Il ne se privera pas de critiquer très vivement, dans les jours qui suivront, ces mesures prises à la hâte et dont on n’avait pas mesuré, selon lui, toutes les conséquences.
« Voilà bien nos Français ! Ils sont un mois entier à disputer des syllabes et, dans une nuit, ils renversent tout l’ancien ordre de la monarchie... (2)

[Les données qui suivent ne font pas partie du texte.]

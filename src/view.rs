use std::collections::HashMap;
use std::fmt;
use std::rc::Rc;

use crate::selector::nth_matches;

/// Which fragment of each element the layout side is currently producing,
/// keyed by the element offset passed to `push_element`.
#[derive(Debug, Clone, Default)]
pub struct FragmentContext {
    fragments: HashMap<usize, usize>,
}

impl FragmentContext {
    pub fn new() -> FragmentContext {
        FragmentContext::default()
    }

    pub fn with_fragment(mut self, offset: usize, index: usize) -> FragmentContext {
        self.fragments.insert(offset, index);
        self
    }

    pub fn fragment_index(&self, offset: usize) -> usize {
        self.fragments.get(&offset).copied().unwrap_or(1)
    }
}

pub trait ViewConditionMatcher {
    fn matches(&self, context: &FragmentContext) -> bool;

    /// Stable identity, recorded in the `fragment-selector-id` special.
    fn key(&self) -> String;
}

impl fmt::Debug for dyn ViewConditionMatcher {
    fn fmt(&self, f: &mut fmt::Formatter<'_>) -> fmt::Result {
        write!(f, "ViewConditionMatcher({})", self.key())
    }
}

/// `::nth-fragment(an+b)` on the element at `offset`.
#[derive(Debug, Clone, Copy, PartialEq, Eq)]
pub struct NthFragmentMatcher {
    pub offset: usize,
    pub a: i32,
    pub b: i32,
}

impl ViewConditionMatcher for NthFragmentMatcher {
    fn matches(&self, context: &FragmentContext) -> bool {
        nth_matches(context.fragment_index(self.offset) as i64, self.a, self.b)
    }

    fn key(&self) -> String {
        format!("nth-fragment:{}:{}n+{}", self.offset, self.a, self.b)
    }
}

/// Every inner matcher must hold.
pub struct AllMatcher(pub Vec<Rc<dyn ViewConditionMatcher>>);

impl ViewConditionMatcher for AllMatcher {
    fn matches(&self, context: &FragmentContext) -> bool {
        self.0.iter().all(|matcher| matcher.matches(context))
    }

    fn key(&self) -> String {
        self.0
            .iter()
            .map(|matcher| matcher.key())
            .collect::<Vec<_>>()
            .join("&")
    }
}

/// Matcher template produced at compile time, bound to an element offset
/// when a rule fires.
#[derive(Debug, Clone, Copy, PartialEq, Eq)]
pub enum ViewCondition {
    NthFragment { a: i32, b: i32 },
}

impl ViewCondition {
    pub fn key(&self) -> String {
        match self {
            ViewCondition::NthFragment { a, b } => format!("nth-fragment({}n+{})", a, b),
        }
    }
}

pub trait ViewConditionBuilder {
    /// Turns a fragment pseudo-element into a template, or `None` when the
    /// pseudo-element is not a view condition.
    fn template(&self, pseudo: &str, args: &[String]) -> Option<ViewCondition>;

    fn bind(&self, condition: ViewCondition, offset: usize) -> Rc<dyn ViewConditionMatcher>;
}

#[derive(Debug, Default, Clone, Copy)]
pub struct DefaultViewConditionBuilder;

impl ViewConditionBuilder for DefaultViewConditionBuilder {
    fn template(&self, pseudo: &str, args: &[String]) -> Option<ViewCondition> {
        if !pseudo.eq_ignore_ascii_case("nth-fragment") {
            return None;
        }
        let raw = args.join(" ");
        let (a, b) = crate::selector::parse_nth_formula(&raw)?;
        Some(ViewCondition::NthFragment { a, b })
    }

    fn bind(&self, condition: ViewCondition, offset: usize) -> Rc<dyn ViewConditionMatcher> {
        match condition {
            ViewCondition::NthFragment { a, b } => Rc::new(NthFragmentMatcher { offset, a, b }),
        }
    }
}
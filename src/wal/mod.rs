//! # Write-Ahead Log
//!
//! The authoritative linearization of durable two-phase events. Every
//! PREPARE, COMMIT PREPARED and ROLLBACK PREPARED writes a record here
//! before any other durable effect, and crash recovery replays the log to
//! reconcile whatever the crash interrupted.
//!
//! ## Record Format
//!
//! ```text
//! +------------------+------------------+
//! | Record Header    | Payload          |
//! | (16 bytes)       | (len bytes)      |
//! +------------------+------------------+
//! ```
//!
//! The header carries the payload length, record kind, flag bits, the
//! owning XID and a CRC-32 over header fields and payload. A PREPARE
//! record's payload is the complete state-file content, passed as the same
//! buffer chain the state-file writer streams to disk; commit/abort records
//! carry their drop list and subtransaction XIDs.
//!
//! ## Write Protocol
//!
//! `append` buffers the record at the current end of log and returns its
//! end position; nothing is durable until `flush(lsn)` returns. Separating
//! the two is what lets the prepare path order its three fsyncs around a
//! single WAL flush.
//!
//! ## Read Protocol
//!
//! The reader walks records from the start of the log, validating each
//! CRC. A short read or checksum mismatch terminates the scan; a torn tail
//! is the normal shape of a crash, not an error.
//!
//! ## Checkpoint-Start Lock
//!
//! Prepare and finish hold this lock shared around their WAL insert and
//! the writes that must land with it; a checkpointer acquires it exclusive
//! before deciding where replay will begin. Holding it shared guarantees a
//! checkpoint cannot complete between a WAL insert and the matching disk
//! state, which would make replay skip the record.
//!
//! ## Concurrency
//!
//! A `Mutex` serializes writers; the reader opens its own file handle and
//! never touches writer state.

use crc::{Crc, CRC_32_ISO_HDLC};
use parking_lot::{Mutex, RwLock, RwLockReadGuard, RwLockWriteGuard};
use zerocopy::{FromBytes, Immutable, IntoBytes, KnownLayout};

use std::fs::{create_dir_all, File, OpenOptions};
use std::io::{Read, Seek, SeekFrom, Write};
use std::path::{Path, PathBuf};

use crate::config::WAL_DIR;
use crate::error::{Result, TwoPhaseError};
use crate::types::{Lsn, RelFileId, Xid};

pub const WAL_RECORD_HEADER_SIZE: usize = 16;

/// Flag on commit/abort-prepared records: the record's XID does not own the
/// record (the owning transaction already ended at PREPARE).
pub const WAL_FLAG_NO_TRAN: u8 = 0x01;

/// Upper bound on a plausible record payload; anything larger terminates a
/// scan as garbage.
const MAX_RECORD_LEN: u32 = 16 * 1024 * 1024;

const SEGMENT_FILE: &str = "wal.000001";

const CRC32: Crc<u32> = Crc::<u32>::new(&CRC_32_ISO_HDLC);

#[derive(Debug, Clone, Copy, PartialEq, Eq)]
#[repr(u8)]
pub enum RecordKind {
    Prepare = 1,
    CommitPrepared = 2,
    AbortPrepared = 3,
}

impl RecordKind {
    pub fn from_u8(val: u8) -> Option<Self> {
        match val {
            1 => Some(Self::Prepare),
            2 => Some(Self::CommitPrepared),
            3 => Some(Self::AbortPrepared),
            _ => None,
        }
    }
}

#[repr(C)]
#[derive(Debug, Clone, Copy, IntoBytes, FromBytes, Immutable, KnownLayout)]
pub struct WalRecordHeader {
    pub len: u32,
    pub kind: u8,
    pub flags: u8,
    _reserved: [u8; 2],
    pub xid: Xid,
    pub crc: u32,
}

const _: () = assert!(size_of::<WalRecordHeader>() == WAL_RECORD_HEADER_SIZE);

fn compute_record_crc(header: &WalRecordHeader, segments: &[&[u8]]) -> u32 {
    let mut digest = CRC32.digest();
    digest.update(&header.len.to_ne_bytes());
    digest.update(&[header.kind, header.flags]);
    digest.update(&header.xid.to_ne_bytes());
    for segment in segments {
        digest.update(segment);
    }
    digest.finalize()
}

/// Fixed-size head of a commit/abort-prepared payload, followed by the drop
/// list and the subtransaction XIDs.
#[repr(C)]
#[derive(Debug, Clone, Copy, IntoBytes, FromBytes, Immutable, KnownLayout)]
pub struct XlFinishPrepared {
    pub nrels: u32,
    pub nsubxacts: u32,
}

/// Decode a commit/abort-prepared payload into its drop list and children.
pub fn decode_finish_payload(payload: &[u8]) -> Result<(Vec<RelFileId>, Vec<Xid>)> {
    let (xl, rest) = XlFinishPrepared::read_from_prefix(payload)
        .map_err(|_| TwoPhaseError::Internal("short commit/abort-prepared payload".into()))?;

    let rels_len = xl.nrels as usize * size_of::<RelFileId>();
    let children_len = xl.nsubxacts as usize * size_of::<Xid>();
    if rest.len() < rels_len + children_len {
        return Err(TwoPhaseError::Internal(
            "commit/abort-prepared payload shorter than its counts".into(),
        ));
    }

    let rels = rest[..rels_len]
        .chunks_exact(size_of::<RelFileId>())
        .map(|chunk| RelFileId::read_from_bytes(chunk).unwrap())
        .collect();
    let children = rest[rels_len..rels_len + children_len]
        .chunks_exact(size_of::<Xid>())
        .map(|chunk| Xid::from_ne_bytes(chunk.try_into().unwrap()))
        .collect();

    Ok((rels, children))
}

struct WalWriter {
    file: File,
    write_offset: u64,
    flushed_to: u64,
}

pub struct Wal {
    path: PathBuf,
    writer: Mutex<WalWriter>,
    checkpoint_start: RwLock<()>,
}

impl Wal {
    /// Open (or create) the log under `<data-dir>/wal/`, positioning the
    /// writer at the current end of log.
    pub fn open(data_dir: &Path) -> Result<Self> {
        let dir = data_dir.join(WAL_DIR);
        create_dir_all(&dir).map_err(|err| {
            TwoPhaseError::io(format!("could not create WAL directory {}", dir.display()), err)
        })?;

        let path = dir.join(SEGMENT_FILE);
        let mut file = OpenOptions::new()
            .read(true)
            .write(true)
            .create(true)
            .truncate(false)
            .open(&path)
            .map_err(|err| {
                TwoPhaseError::io(format!("could not open WAL segment {}", path.display()), err)
            })?;

        let end = file
            .seek(SeekFrom::End(0))
            .map_err(|err| TwoPhaseError::io("could not seek to end of WAL", err))?;

        Ok(Self {
            path,
            writer: Mutex::new(WalWriter {
                file,
                write_offset: end,
                flushed_to: end,
            }),
            checkpoint_start: RwLock::new(()),
        })
    }

    /// Append one logical record whose payload is the concatenation of
    /// `segments`. Returns the record's end position; the record is not
    /// durable until [`flush`](Self::flush) covers that position.
    pub fn append(
        &self,
        kind: RecordKind,
        flags: u8,
        xid: Xid,
        segments: &[&[u8]],
    ) -> Result<Lsn> {
        let payload_len: usize = segments.iter().map(|s| s.len()).sum();

        let mut header = WalRecordHeader {
            len: payload_len as u32,
            kind: kind as u8,
            flags,
            _reserved: [0; 2],
            xid,
            crc: 0,
        };
        header.crc = compute_record_crc(&header, segments);

        let mut writer = self.writer.lock();
        writer
            .file
            .write_all(header.as_bytes())
            .map_err(|err| TwoPhaseError::io("could not write WAL record header", err))?;
        for segment in segments {
            writer
                .file
                .write_all(segment)
                .map_err(|err| TwoPhaseError::io("could not write WAL record payload", err))?;
        }
        writer.write_offset += (WAL_RECORD_HEADER_SIZE + payload_len) as u64;

        Ok(writer.write_offset)
    }

    /// Make every record ending at or before `lsn` durable.
    pub fn flush(&self, lsn: Lsn) -> Result<()> {
        let mut writer = self.writer.lock();
        if writer.flushed_to >= lsn {
            return Ok(());
        }
        writer
            .file
            .sync_data()
            .map_err(|err| TwoPhaseError::io("could not fsync WAL", err))?;
        writer.flushed_to = writer.write_offset;
        Ok(())
    }

    /// Block checkpoint start for the duration of the guard. Prepare and
    /// finish hold this across their critical sections.
    pub fn checkpoint_start_shared(&self) -> RwLockReadGuard<'_, ()> {
        self.checkpoint_start.read()
    }

    /// The checkpointer's side of the lock.
    pub fn checkpoint_start_exclusive(&self) -> RwLockWriteGuard<'_, ()> {
        self.checkpoint_start.write()
    }

    /// A sequential reader over the whole log, on its own file handle.
    pub fn reader(&self) -> Result<WalReader> {
        let file = File::open(&self.path).map_err(|err| {
            TwoPhaseError::io(
                format!("could not open WAL segment {} for replay", self.path.display()),
                err,
            )
        })?;
        Ok(WalReader { file, offset: 0 })
    }
}

#[derive(Debug)]
pub struct WalRecord {
    pub kind: RecordKind,
    pub flags: u8,
    pub xid: Xid,
    pub payload: Vec<u8>,
    /// Position just past this record.
    pub end_lsn: Lsn,
}

pub struct WalReader {
    file: File,
    offset: u64,
}

impl WalReader {
    /// The next valid record, or `None` at end of log. A short read, an
    /// unknown kind or a checksum mismatch all read as end-of-log: that is
    /// what an interrupted append looks like after a crash.
    pub fn next_record(&mut self) -> Option<WalRecord> {
        let mut header_bytes = [0u8; WAL_RECORD_HEADER_SIZE];
        if self.file.read_exact(&mut header_bytes).is_err() {
            return None;
        }

        let header = WalRecordHeader::read_from_bytes(&header_bytes).ok()?;
        if header.len > MAX_RECORD_LEN {
            return None;
        }
        let kind = RecordKind::from_u8(header.kind)?;

        let mut payload = vec![0u8; header.len as usize];
        if self.file.read_exact(&mut payload).is_err() {
            return None;
        }

        // The CRC covers the non-CRC header fields plus the payload.
        if compute_record_crc(&header, &[payload.as_slice()]) != header.crc {
            return None;
        }

        self.offset += (WAL_RECORD_HEADER_SIZE + payload.len()) as u64;

        Some(WalRecord {
            kind,
            flags: header.flags,
            xid: header.xid,
            payload,
            end_lsn: self.offset,
        })
    }
}

#[cfg(test)]
mod tests {
    use super::*;
    use tempfile::tempdir;

    #[test]
    fn append_flush_read_round_trip() {
        let dir = tempdir().unwrap();
        let wal = Wal::open(dir.path()).unwrap();

        let lsn = wal
            .append(RecordKind::Prepare, 0, 7, &[b"hello " as &[u8], b"world"])
            .unwrap();
        wal.flush(lsn).unwrap();

        let mut reader = wal.reader().unwrap();
        let record = reader.next_record().unwrap();
        assert_eq!(record.kind, RecordKind::Prepare);
        assert_eq!(record.xid, 7);
        assert_eq!(record.payload, b"hello world");
        assert_eq!(record.end_lsn, lsn);
        assert!(reader.next_record().is_none());
    }

    #[test]
    fn records_replay_in_append_order() {
        let dir = tempdir().unwrap();
        let wal = Wal::open(dir.path()).unwrap();

        wal.append(RecordKind::Prepare, 0, 1, &[b"a" as &[u8]]).unwrap();
        wal.append(RecordKind::CommitPrepared, WAL_FLAG_NO_TRAN, 1, &[b"b" as &[u8]])
            .unwrap();
        let lsn = wal.append(RecordKind::AbortPrepared, WAL_FLAG_NO_TRAN, 2, &[]).unwrap();
        wal.flush(lsn).unwrap();

        let mut reader = wal.reader().unwrap();
        assert_eq!(reader.next_record().unwrap().kind, RecordKind::Prepare);
        let commit = reader.next_record().unwrap();
        assert_eq!(commit.kind, RecordKind::CommitPrepared);
        assert_eq!(commit.flags, WAL_FLAG_NO_TRAN);
        assert_eq!(reader.next_record().unwrap().kind, RecordKind::AbortPrepared);
        assert!(reader.next_record().is_none());
    }

    #[test]
    fn torn_tail_terminates_scan() {
        let dir = tempdir().unwrap();
        let wal = Wal::open(dir.path()).unwrap();
        let first = wal
            .append(RecordKind::Prepare, 0, 1, &[b"intact" as &[u8]])
            .unwrap();
        wal.append(RecordKind::Prepare, 0, 2, &[b"torn" as &[u8]])
            .unwrap();
        wal.flush(u64::MAX).unwrap();
        drop(wal);

        // Chop the second record mid-payload, as a crash during append would.
        let path = dir.path().join(WAL_DIR).join(SEGMENT_FILE);
        let file = OpenOptions::new().write(true).open(&path).unwrap();
        file.set_len(first + WAL_RECORD_HEADER_SIZE as u64 + 2).unwrap();

        let wal = Wal::open(dir.path()).unwrap();
        let mut reader = wal.reader().unwrap();
        let record = reader.next_record().unwrap();
        assert_eq!(record.xid, 1);
        assert!(reader.next_record().is_none());
    }

    #[test]
    fn corrupt_crc_terminates_scan() {
        let dir = tempdir().unwrap();
        let wal = Wal::open(dir.path()).unwrap();
        let lsn = wal
            .append(RecordKind::Prepare, 0, 1, &[b"payload" as &[u8]])
            .unwrap();
        wal.flush(lsn).unwrap();
        drop(wal);

        let path = dir.path().join(WAL_DIR).join(SEGMENT_FILE);
        let mut bytes = std::fs::read(&path).unwrap();
        let last = bytes.len() - 1;
        bytes[last] ^= 0xFF;
        std::fs::write(&path, &bytes).unwrap();

        let wal = Wal::open(dir.path()).unwrap();
        assert!(wal.reader().unwrap().next_record().is_none());
    }

    #[test]
    fn finish_payload_round_trip() {
        let rels = [RelFileId::new(1, 10), RelFileId::new(1, 11)];
        let children: [Xid; 3] = [5, 6, 7];
        let xl = XlFinishPrepared {
            nrels: rels.len() as u32,
            nsubxacts: children.len() as u32,
        };

        let mut payload = Vec::new();
        payload.extend_from_slice(xl.as_bytes());
        payload.extend_from_slice(rels.as_bytes());
        payload.extend_from_slice(children.as_bytes());

        let (decoded_rels, decoded_children) = decode_finish_payload(&payload).unwrap();
        assert_eq!(decoded_rels, rels);
        assert_eq!(decoded_children, children);
    }
}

Et puis, il reste maintenant à traduire en décrets toutes ces mesures généreuses et là, de nombreux obstacles apparaissent : comment, par exemple, exproprier les seigneurs et les détenteurs de privilèges en restant fidèle au droit de propriété ? Les discussions à propos de la dîme (3) notamment interrompent le débat sur la déclaration des Droits qui ne reprend que le 12 Août. Le 13, l’Assemblée désigne un Comité de cinq membres, qui comprend Mirabeau (4), pour examiner les très nombreux projets qui lui ont été soumis (5). Quatre jours plus tard, Mirabeau présente, au nom du Comité des Cinq, un « Projet de Déclaration des Droits de l’homme en société ». Nul doute qu’il en soit lui-même l’auteur, aidé probablement par ses rédacteurs habituels que sont Clavière, Du Roveray et Etienne Dumont. Il rappelle la difficulté qu’il y a à construire un texte à partir de nombreux projets et cela dans un délai très court :
« .. Nous avons cherché cette forme populaire qui rappelle au peuple, non ce qu’on a étudié dans les livres ou dans les méditations abstraites, mais ce qu’il a lui même éprouvé; en sorte que la Déclaration des Droits, dont une association politique ne doit jamais s’écarter, soit plutôt le langage qu’il tiendrait s’il avait l’habitude d’exprimer ses idées, qu’une science qu’on se propose de lui enseigner.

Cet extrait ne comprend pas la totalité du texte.